* [REQUIRED WORK]
For this exercise, restate word for word only the lines from the first line of the data to the line containing "if let Some((handle, call))".

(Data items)
//! The six literal end-to-end scenarios the execution core must satisfy.
//! Exercised against a real engine; only the host dispatcher (which is
//! out of this crate's scope) is simulated inline, on a spawned thread.

#![allow(clippy::disallowed_macros)]

use std::thread;
use std::time::Duration;

use qjs_runtime_core::ExecutionService;

#[test]
fn arithmetic_returns_its_value() {
    let service = ExecutionService::with_default_config().unwrap();
    let outcome = service.execute("return 1 + 2;", "{}", "{}", &[], 5000);
    assert_eq!(outcome, r#"{"success":true,"result":3}"#);
}

#[test]
fn params_flow_through_to_the_script() {
    let service = ExecutionService::with_default_config().unwrap();
    let outcome = service.execute("return params.x * 2;", r#"{"x":21}"#, "{}", &[], 5000);
    assert_eq!(outcome, r#"{"success":true,"result":42}"#);
}

#[test]
fn an_infinite_loop_is_interrupted_by_its_timeout() {
    let service = ExecutionService::with_default_config().unwrap();
    let started = std::time::Instant::now();
    let outcome = service.execute("while (true) {}", "{}", "{}", &[], 200);
    let elapsed = started.elapsed();

    assert!(outcome.contains(r#""success":false"#));
    assert!(outcome.contains("EXECUTION_ERROR"));
    assert!(outcome.to_lowercase().contains("interrupt"));
    assert!(
        elapsed < Duration::from_secs(2),
        "expected the timeout to bound wall-clock time, took {elapsed:?}"
    );
}

/// Spawns a background thread that polls `service` for pending calls and
/// dispatches each to `handler`, stopping once `done` is set. Stands in
/// for the host-side dispatcher, which this crate does not implement.
fn spawn_dispatcher(
    service: std::sync::Arc<ExecutionService>,
    done: std::sync::Arc<std::sync::atomic::AtomicBool>,
    handler: impl Fn(&str, &[serde_json::Value]) -> Result<serde_json::Value, String> + Send + 'static,
) -> thread::JoinHandle<()> {
    thread::spawn(move || {
        while !done.load(std::sync::atomic::Ordering::Relaxed) {
            if let Some((handle, call)) = service.poll_any_pending_call() {
                let args: Vec<serde_json::Value> =
                    serde_json::from_str(&call.args_json).unwrap_or_default();
                match handler(&call.func_name, &args) {
                    Ok(value) => service.resolve_native_call(&handle, &call.call_id, &value.to_string()),
                    Err(message) => service.reject_native_call(&handle, &call.call_id, &message),
                }
            } else {
                thread::sleep(Duration::from_millis(5));
            }
        }
    })
}

#[test]
fn a_resolved_host_call_flows_back_into_the_result() {
    let service = std::sync::Arc::new(ExecutionService::with_default_config().unwrap());
    let done = std::sync::Arc::new(std::sync::atomic::AtomicBool::new(false));

    let dispatcher = spawn_dispatcher(service.clone(), done.clone(), |name, args| {
        assert_eq!(name, "hostAdd");
        let sum = args[0].as_f64().unwrap_or(0.0) + args[1].as_f64().unwrap_or(0.0);
        Ok(serde_json::json!(sum))
    });

    let outcome = service.execute(
        "return await hostAdd(2, 3);",
        "{}",
        "{}",
        &["hostAdd".to_string()],
        5000,
    );

    done.store(true, std::sync::atomic::Ordering::Relaxed);
    dispatcher.join().unwrap();
    assert_eq!(outcome, r#"{"success":true,"result":5}"#);
}

#[test]
fn a_rejected_host_call_surfaces_its_message() {
    let service = std::sync::Arc::new(ExecutionService::with_default_config().unwrap());
    let done = std::sync::Arc::new(std::sync::atomic::AtomicBool::new(false));

    let dispatcher = spawn_dispatcher(service.clone(), done.clone(), |_name, _args| {
        Err("boom".to_string())
    });

    let outcome = service.execute(
        "return await willFail();",
        "{}",
        "{}",
        &["willFail".to_string()],
        5000,
    );

    done.store(true, std::sync::atomic::Ordering::Relaxed);
    dispatcher.join().unwrap();

    assert!(outcome.contains(r#""success":false"#));
    assert!(outcome.contains("boom"));
}

#[test]
fn identical_scripts_hit_the_cache_on_the_second_run() {
    let service = ExecutionService::with_default_config().unwrap();
    let script = "return 99;";

    let first = service.execute(script, "{}", "{}", &[], 5000);
    let after_first = service.stats();

    let second = service.execute(script, "{}", "{}", &[], 5000);
    let after_second = service.stats();

    assert_eq!(first, second);
    assert_eq!(after_second.hits, after_first.hits + 1);
    assert_eq!(after_second.misses, after_first.misses);
}
//! # Binclock
//!
//! A binary-coded-decimal clock for Rust.
//!
//! Binclock turns a time of day into six fixed-width binary digits (tens and
//! units for hours, minutes and seconds) and fans each snapshot out to any
//! number of independent displays.
//!
//! ## Core Concepts
//!
//! - **BinaryDigit**: one decimal digit as an MSB-first bit array. Tens digits
//!   are 3 bits wide, units digits 4.
//! - **ClockState**: an immutable snapshot of the six digits plus the Unix
//!   time it was captured at.
//! - **ClockSource**: where the current time comes from. `SystemClock` reads
//!   the local wall clock; `FixedClock` always returns the same reading.
//! - **DisplayRegistry**: a capped set of `Renderer`s. Dispatching a state
//!   hands it to every registered renderer once, in registration order.
//! - **ClockEngine**: an async loop that redraws the registry on an interval.
//!
//! ## Example Usage
//!
//! ```rust
//! use binclock::prelude::*;
//!
//! fn main() -> Result<(), ClockError> {
//!     let time: TimeComponents = "14:30:45".parse()?;
//!     let state = decompose_time(&time)?;
//!
//!     let mut registry = DisplayRegistry::new();
//!     registry.register(|state: &ClockState| println!("{}", state.time_string()))?;
//!     registry.register(CompactRenderer::stdout())?;
//!     registry.dispatch(&state);
//!     Ok(())
//! }
//! ```

pub const CLOCK_NAME: &str = "Binary Clock";
pub const VERSION: &str = env!("CARGO_PKG_VERSION");

pub mod binary;
pub mod config;
pub mod engine;
pub mod error;
pub mod events;
pub mod registry;
pub mod render;
pub mod state;
pub mod time;

/// A prelude module for easy importing of the most common Binclock types.
pub mod prelude {
    pub use crate::binary::{convert_from_binary, convert_to_binary, BinaryDigit};
    pub use crate::config::BinclockConfig;
    pub use crate::engine::ClockEngine;
    pub use crate::error::ClockError;
    pub use crate::events::ClockEvent;
    pub use crate::registry::{DisplayId, DisplayRegistry, Renderer};
    pub use crate::render::{
        AsciiRenderer, ClearScreen, CompactRenderer, DisplayMode, EmojiRenderer, JsonRenderer,
        PipeWatch, RawRenderer,
    };
    pub use crate::state::{decompose_time, get_current_state, BinaryClock, ClockState};
    pub use crate::time::{ClockSource, FixedClock, SystemClock, TimeComponents};
}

* [YOUR SOLUTION]
//! The six literal end-to-end scenarios the execution core must satisfy.
//! Exercised against a real engine; only the host dispatcher (which is
//! out of this crate's scope) is simulated inline, on a spawned thread.

#![allow(clippy::disallowed_macros)]

use std::thread;
use std::time::Duration;

use qjs_runtime_core::ExecutionService;

#[test]
fn arithmetic_returns_its_value() {
    let service = ExecutionService::with_default_config().unwrap();
    let outcome = service.execute("return 1 + 2;", "{}", "{}", &[], 5000);
    assert_eq!(outcome, r#"{"success":true,"result":3}"#);
}

#[test]
fn params_flow_through_to_the_script() {
    let service = ExecutionService::with_default_config().unwrap();
    let outcome = service.execute("return params.x * 2;", r#"{"x":21}"#, "{}", &[], 5000);
    assert_eq!(outcome, r#"{"success":true,"result":42}"#);
}

#[test]
fn an_infinite_loop_is_interrupted_by_its_timeout() {
    let service = ExecutionService::with_default_config().unwrap();
    let started = std::time::Instant::now();
    let outcome = service.execute("while (true) {}", "{}", "{}", &[], 200);
    let elapsed = started.elapsed();

    assert!(outcome.contains(r#""success":false"#));
    assert!(outcome.contains("EXECUTION_ERROR"));
    assert!(outcome.to_lowercase().contains("interrupt"));
    assert!(
        elapsed < Duration::from_secs(2),
        "expected the timeout to bound wall-clock time, took {elapsed:?}"
    );
}

/// Spawns a background thread that polls `service` for pending calls and
/// dispatches each to `handler`, stopping once `done` is set. Stands in
/// for the host-side dispatcher, which this crate does not implement.
fn spawn_dispatcher(
    service: std::sync::Arc<ExecutionService>,
    done: std::sync::Arc<std::sync::atomic::AtomicBool>,
    handler: impl Fn(&str, &[serde_json::Value]) -> Result<serde_json::Value, String> + Send + 'static,
) -> thread::JoinHandle<()> {
    thread::spawn(move || {
        while !done.load(std::sync::atomic::Ordering::Relaxed) {
            if let Some((handle, call)) = service.poll_any_pending_call() {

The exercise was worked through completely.